DOE BioEnergy Science Center (BESC) - Lignin modification in switchgrass - award period: 12/2007-12/2012 (PI) - Establish a genomic knowledge base for the biosynthetic, transporter and transcription factor genes involved in lignin formation (through tasks described elsewhere) and identify those genes that may prove effective for manipulation of lignocellulosic traits to facilitate ethanol production in switchgrass (Panicum virgatum).

Oklahoma Bioenergy Center (OBC) - Increasing lignin content for production of biomass better suited to gasification- award $164,350; award period: 01/2008-12/2011 (PI) - The specific objectives of this project are to explore the effects of up-regulation of lignin biosynthesis on cell wall components, carbon flux into the lignin pathway and the potential impact on biomass quality and carbon sequestration.

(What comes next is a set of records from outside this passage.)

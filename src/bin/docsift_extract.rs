use std::{
    fs,
    path::{Path, PathBuf},
};

use anyhow::{Context, Result, bail};
use clap::Parser;
use docsift::{dispatch::FileKind, extract::extract_office, logging};
use serde::Serialize;
use walkdir::WalkDir;

#[derive(Parser)]
#[command(
    name = "docsift-extract",
    about = "Extract text from Word, Excel, and PowerPoint files on disk"
)]
struct Cli {
    /// Files or directories to extract.
    #[arg(required = true)]
    paths: Vec<PathBuf>,
    /// Descend into subdirectories.
    #[arg(long, short)]
    recursive: bool,
    /// Emit one JSON object per file instead of plain text.
    #[arg(long)]
    json: bool,
}

#[derive(Debug, PartialEq, Eq)]
enum FileOutcome {
    Extracted { kind: FileKind, text: String },
    NeedsService(FileKind),
    Unsupported,
}

#[derive(Serialize)]
struct JsonRecord<'a> {
    path: String,
    kind: FileKind,
    text: &'a str,
}

fn main() {
    logging::init_cli_tracing();
    if let Err(err) = run() {
        eprintln!("error: {err:#}");
        std::process::exit(1);
    }
}

fn run() -> Result<()> {
    let cli = Cli::parse();
    let files = collect_files(&cli.paths, cli.recursive)?;
    let mut failures = 0usize;

    for path in &files {
        match extract_file(path) {
            Ok(FileOutcome::Extracted { kind, text }) => {
                if cli.json {
                    let record = JsonRecord {
                        path: path.display().to_string(),
                        kind,
                        text: &text,
                    };
                    println!("{}", serde_json::to_string(&record)?);
                } else {
                    println!("==> {} <==", path.display());
                    println!("{text}");
                }
            }
            Ok(FileOutcome::NeedsService(kind)) => {
                tracing::warn!(path = %path.display(), %kind, "Skipping file that needs the hosted services");
                eprintln!(
                    "skipped {}: {kind} files are read by the hosted services; use the server instead",
                    path.display()
                );
            }
            Ok(FileOutcome::Unsupported) => {
                tracing::debug!(path = %path.display(), "Unsupported file type");
                eprintln!("skipped {}: Unsupported file type.", path.display());
            }
            Err(err) => {
                failures += 1;
                eprintln!("error: {err:#}");
            }
        }
    }

    if failures > 0 {
        bail!("{failures} of {} files failed to extract", files.len());
    }
    Ok(())
}

/// Expand the given paths into a sorted list of files.
fn collect_files(paths: &[PathBuf], recursive: bool) -> Result<Vec<PathBuf>> {
    let mut files = Vec::new();
    for path in paths {
        if path.is_file() {
            files.push(path.clone());
            continue;
        }
        if !path.is_dir() {
            bail!("{} does not exist", path.display());
        }
        let walker = WalkDir::new(path).sort_by_file_name();
        let walker = if recursive {
            walker
        } else {
            walker.max_depth(1)
        };
        for entry in walker {
            let entry =
                entry.with_context(|| format!("failed to walk {}", path.display()))?;
            if entry.file_type().is_file() {
                files.push(entry.into_path());
            }
        }
    }
    Ok(files)
}

fn extract_file(path: &Path) -> Result<FileOutcome> {
    let Some(kind) = FileKind::from_file_name(&path.to_string_lossy()) else {
        return Ok(FileOutcome::Unsupported);
    };
    if !kind.is_local() {
        return Ok(FileOutcome::NeedsService(kind));
    }
    let bytes = fs::read(path).with_context(|| format!("failed to read {}", path.display()))?;
    match extract_office(kind, &bytes) {
        Some(result) => {
            let text =
                result.with_context(|| format!("failed to extract {}", path.display()))?;
            Ok(FileOutcome::Extracted { kind, text })
        }
        None => Ok(FileOutcome::NeedsService(kind)),
    }
}
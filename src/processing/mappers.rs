//! Mapping helpers between chunking output, the vector store, and prompts.

use crate::{
    processing::chunking::MarkdownChunk,
    search::{ChunkInsert, ScoredChunk, compute_chunk_hash},
};
use serde_json::{Map, Value};
use std::collections::HashSet;

/// Chunk text with associated hash and heading metadata ready for embedding.
#[derive(Debug, Clone)]
pub(crate) struct PreparedChunk {
    /// Chunk text content.
    pub(crate) text: String,
    /// Stable digest used for dedupe and as the document key.
    pub(crate) chunk_hash: String,
    /// Heading path as a JSON object.
    pub(crate) metadata: Map<String, Value>,
}

impl PreparedChunk {
    pub(crate) fn into_insert(self, vector: Vec<f32>) -> ChunkInsert {
        ChunkInsert {
            text: self.text,
            chunk_hash: self.chunk_hash,
            vector,
            metadata: self.metadata,
        }
    }
}

/// Remove duplicate chunks within a document, keeping the first occurrence.
pub(crate) fn dedupe_chunks(chunks: Vec<MarkdownChunk>) -> (Vec<PreparedChunk>, usize) {
    let mut seen = HashSet::new();
    let mut prepared = Vec::new();
    let mut skipped = 0;

    for chunk in chunks {
        if chunk.content.trim().is_empty() {
            continue;
        }
        let hash = compute_chunk_hash(&chunk.content);
        if seen.insert(hash.clone()) {
            prepared.push(PreparedChunk {
                text: chunk.content,
                chunk_hash: hash,
                metadata: chunk
                    .metadata
                    .into_iter()
                    .map(|(key, value)| (key, Value::String(value)))
                    .collect(),
            });
        } else {
            skipped += 1;
        }
    }

    (prepared, skipped)
}

/// Join retrieved chunks into the context block of a retrieval prompt.
pub(crate) fn format_context(hits: &[ScoredChunk]) -> String {
    hits.iter()
        .map(|hit| hit.content.trim())
        .filter(|content| !content.is_empty())
        .collect::<Vec<_>>()
        .join("\n\n")
}

#[cfg(test)]
mod tests {
    use super::*;
    use std::collections::BTreeMap;

    fn chunk(content: &str, header: Option<&str>) -> MarkdownChunk {
        let mut metadata = BTreeMap::new();
        if let Some(header) = header {
            metadata.insert("Header 1".to_string(), header.to_string());
        }
        MarkdownChunk {
            content: content.to_string(),
            metadata,
        }
    }

    #[test]
    fn dedupe_chunks_removes_duplicates_and_counts_skips() {
        let chunks = vec![
            chunk("alpha", Some("A")),
            chunk("beta", None),
            chunk("alpha", Some("B")),
            chunk("   ", None),
            chunk("beta", None),
        ];
        let (deduped, skipped) = dedupe_chunks(chunks);
        let texts: Vec<_> = deduped.iter().map(|chunk| chunk.text.as_str()).collect();
        assert_eq!(texts, vec!["alpha", "beta"]);
        assert_eq!(skipped, 2);
        assert_ne!(deduped[0].chunk_hash, deduped[1].chunk_hash);
        assert_eq!(deduped[0].metadata["Header 1"], "A");
        assert!(deduped[1].metadata.is_empty());
    }

    #[test]
    fn context_joins_hits_with_blank_lines() {
        let hit = |content: &str| ScoredChunk {
            id: compute_chunk_hash(content),
            score: 0.5,
            content: content.to_string(),
            metadata: Map::new(),
            source: None,
        };
        let context = format_context(&[hit("First chunk\n"), hit(""), hit("Second chunk")]);
        assert_eq!(context, "First chunk\n\nSecond chunk");
    }
}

Oklahoma Bioenergy Center (OBC) - Improving the performance of transgenic plants with improved efficiency for bioethanol processing - award $517,050; award period: 01/2008-12/2012 (co-PI) - The overall objectives of this work are to determine the exact molecular mechanisms that account for altered growth and morphology in transgenic model and dedicated bioenergy crops (alfalfa and switchgrass, representing a dicot and a monocot), in order to provide strategies for maximizing the usefulness of the clear improvements in processing ability observed with lignin down-regulation.